Could a hardheaded cost-cutter excise several million dollars in
unnecessary expenditure from the police budget? Of course he could. The
same is true of every other large government bureaucracy in this country.
It just never happens.

Chief Fantino said "all possible efficiencies" have already been achieved.
So there. End of story.

But fond delusions live on. "We're not here to cut badly needed services,"
Mr. Soknacki said at the end of yesterday's meeting. "We are here to find
efficiencies, savings and ways to do a better job."

Realistically, the budget maker's only solid option is to cut services --
or, at minimum, to control the rate at which existing services expand.
Recent police initiatives to control child porn and other sex crimes, which
were subsidized by provincial grants now due to expire, are clearly
vulnerable this year.

The sharply rising cost of controlling Internet-based child porn was one of
the prime budget pressures Chief Fantino cited in his presentation.
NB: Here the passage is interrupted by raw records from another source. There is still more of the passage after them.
use serde::{Deserialize, Serialize};

use crate::errors::ModelError;

const MAX_NAME_LEN: usize = 255;

/// A catalog product as stored by a repository.
#[derive(Debug, Clone, PartialEq, Serialize, Deserialize)]
pub struct Product {
    pub id: String,
    pub shop_id: String,
    pub category_id: String,
    pub name: String,
    #[serde(default, skip_serializing_if = "Option::is_none")]
    pub description: Option<String>,
    #[serde(default, skip_serializing_if = "Option::is_none")]
    pub image_url: Option<String>,
    pub price: f64,
    pub stock: i32,
}

/// Create input; `user_id` is the acting user and must own `shop_id`.
#[derive(Debug, Clone, PartialEq, Serialize, Deserialize)]
pub struct CreateProductRequest {
    pub user_id: String,
    pub shop_id: String,
    pub category_id: String,
    pub name: String,
    #[serde(default, skip_serializing_if = "Option::is_none")]
    pub description: Option<String>,
    #[serde(default, skip_serializing_if = "Option::is_none")]
    pub image_url: Option<String>,
    pub price: f64,
    pub stock: i32,
}

/// Update input; `user_id` must own the product `id`.
#[derive(Debug, Clone, PartialEq, Serialize, Deserialize)]
pub struct UpdateProductRequest {
    pub user_id: String,
    pub id: String,
    pub category_id: String,
    pub name: String,
    #[serde(default, skip_serializing_if = "Option::is_none")]
    pub description: Option<String>,
    #[serde(default, skip_serializing_if = "Option::is_none")]
    pub image_url: Option<String>,
    pub price: f64,
    pub stock: i32,
}

#[derive(Debug, Clone, PartialEq, Eq, Serialize, Deserialize)]
pub struct DeleteProductRequest {
    pub user_id: String,
    pub product_id: String,
}

/// One line of a bulk stock adjustment: take `quantity` units out of stock.
#[derive(Debug, Clone, PartialEq, Eq, Serialize, Deserialize)]
pub struct UpdateStock {
    pub product_id: String,
    pub quantity: i32,
}

#[derive(Debug, Clone, Default, PartialEq, Eq, Serialize, Deserialize)]
pub struct UpdateProductStockRequest {
    #[serde(default)]
    pub items: Vec<UpdateStock>,
}

/// Listing filter. `page` is 1-based; missing paging falls back to configured defaults.
#[derive(Debug, Clone, Default, PartialEq, Eq, Serialize, Deserialize)]
pub struct GetProductsRequest {
    pub shop_id: String,
    #[serde(default, skip_serializing_if = "Option::is_none")]
    pub category_id: Option<String>,
    #[serde(default, skip_serializing_if = "Option::is_none")]
    pub name: Option<String>,
    #[serde(default, skip_serializing_if = "Option::is_none")]
    pub page: Option<u32>,
    #[serde(default, skip_serializing_if = "Option::is_none")]
    pub limit: Option<u32>,
}

/// Pagination metadata returned alongside a page of products.
#[derive(Debug, Clone, Copy, PartialEq, Eq, Serialize, Deserialize)]
pub struct Meta {
    pub total_data: u64,
    pub total_page: u64,
    pub page: u32,
    pub limit: u32,
}

impl Meta {
    /// Build metadata for `total` records split into pages of `limit`.
    /// An empty result still reports a single page.
    pub fn new(total: u64, page: u32, limit: u32) -> Self {
        let per = u64::from(limit.max(1));
        let total_page = total.div_ceil(per).max(1);
        Self { total_data: total, total_page, page, limit }
    }
}

#[derive(Debug, Clone, PartialEq, Serialize, Deserialize)]
pub struct GetProductsResponse {
    pub items: Vec<Product>,
    pub meta: Meta,
}

#[derive(Debug, Clone, Default, PartialEq, Eq, Serialize, Deserialize)]
pub struct UpsertProductResponse {
    pub id: String,
}

pub fn validate_name(name: &str) -> Result<(), ModelError> {
    if name.trim().is_empty() {
        return Err(ModelError::Validation("name required".into()));
    }
    if name.chars().count() > MAX_NAME_LEN {
        return Err(ModelError::Validation(format!("name longer than {MAX_NAME_LEN} characters")));
    }
    Ok(())
}

pub fn validate_price(price: f64) -> Result<(), ModelError> {
    if !price.is_finite() || price < 0.0 {
        return Err(ModelError::Validation("price must be a non-negative number".into()));
    }
    Ok(())
}

pub fn validate_stock(stock: i32) -> Result<(), ModelError> {
    if stock < 0 {
        return Err(ModelError::Validation("stock must be >= 0".into()));
    }
    Ok(())
}

#[cfg(test)]
mod tests {
    use super::*;

    #[test]
    fn meta_rounds_total_pages_up() {
        let m = Meta::new(21, 1, 10);
        assert_eq!(m.total_page, 3);
        assert_eq!(m.total_data, 21);
    }

    #[test]
    fn meta_for_empty_listing_reports_one_page() {
        let m = Meta::new(0, 1, 10);
        assert_eq!(m.total_page, 1);
    }

    #[test]
    fn meta_tolerates_zero_limit() {
        let m = Meta::new(5, 1, 0);
        assert_eq!(m.total_page, 5);
    }

    #[test]
    fn validation_rejects_bad_fields() {
        assert!(validate_name("  ").is_err());
        assert!(validate_name(&"x".repeat(256)).is_err());
        assert!(validate_name("Product 1").is_ok());
        assert!(validate_price(-1.0).is_err());
        assert!(validate_price(f64::NAN).is_err());
        assert!(validate_price(0.0).is_ok());
        assert!(validate_stock(-3).is_err());
        assert!(validate_stock(0).is_ok());
    }

    #[test]
    fn optional_fields_are_omitted_and_defaulted() {
        let req: GetProductsRequest = serde_json::from_str(r#"{"shop_id":"1"}"#).unwrap();
        assert_eq!(req.shop_id, "1");
        assert!(req.page.is_none() && req.limit.is_none());

        let p = Product {
            id: "1".into(),
            shop_id: "1".into(),
            category_id: "1".into(),
            name: "Product 1".into(),
            description: None,
            image_url: None,
            price: 1000.0,
            stock: 10,
        };
        let json = serde_json::to_value(&p).unwrap();
        assert!(json.get("description").is_none());
        assert_eq!(json["stock"], 10);
    }
}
The
hard question now is how far Toronto taxpayers can afford to go in pursuing
technologically savvy pedophiles.

The chief's presentation also highlighted the increasing financial
challenge of controlling marijuana cultivation, raising another obvious but
fruitless question: Why bother? Until they license it, however, pot will be
a source of increasing costs, not revenue.

But the grow-op problem does suggest one cost-recovery measure that could
be more palatable. Canadian law gives the state broad rights to seize the
proceeds of crime, but local police forces rarely if ever use them in
connection with low-level grow ops. If they did choose to seize assets
connected to grow-ops, one private-sector investigator familiar with the
legislation said, "they would get a pretty good return for their efforts."

"Canada is light years behind the Americans in this stuff," criminal lawyer
Paul Copeland added, "and that is probably good news."

But with taxpayers unwilling to pay cash up front for the police services
they demand, more of that stuff looks like the future to me.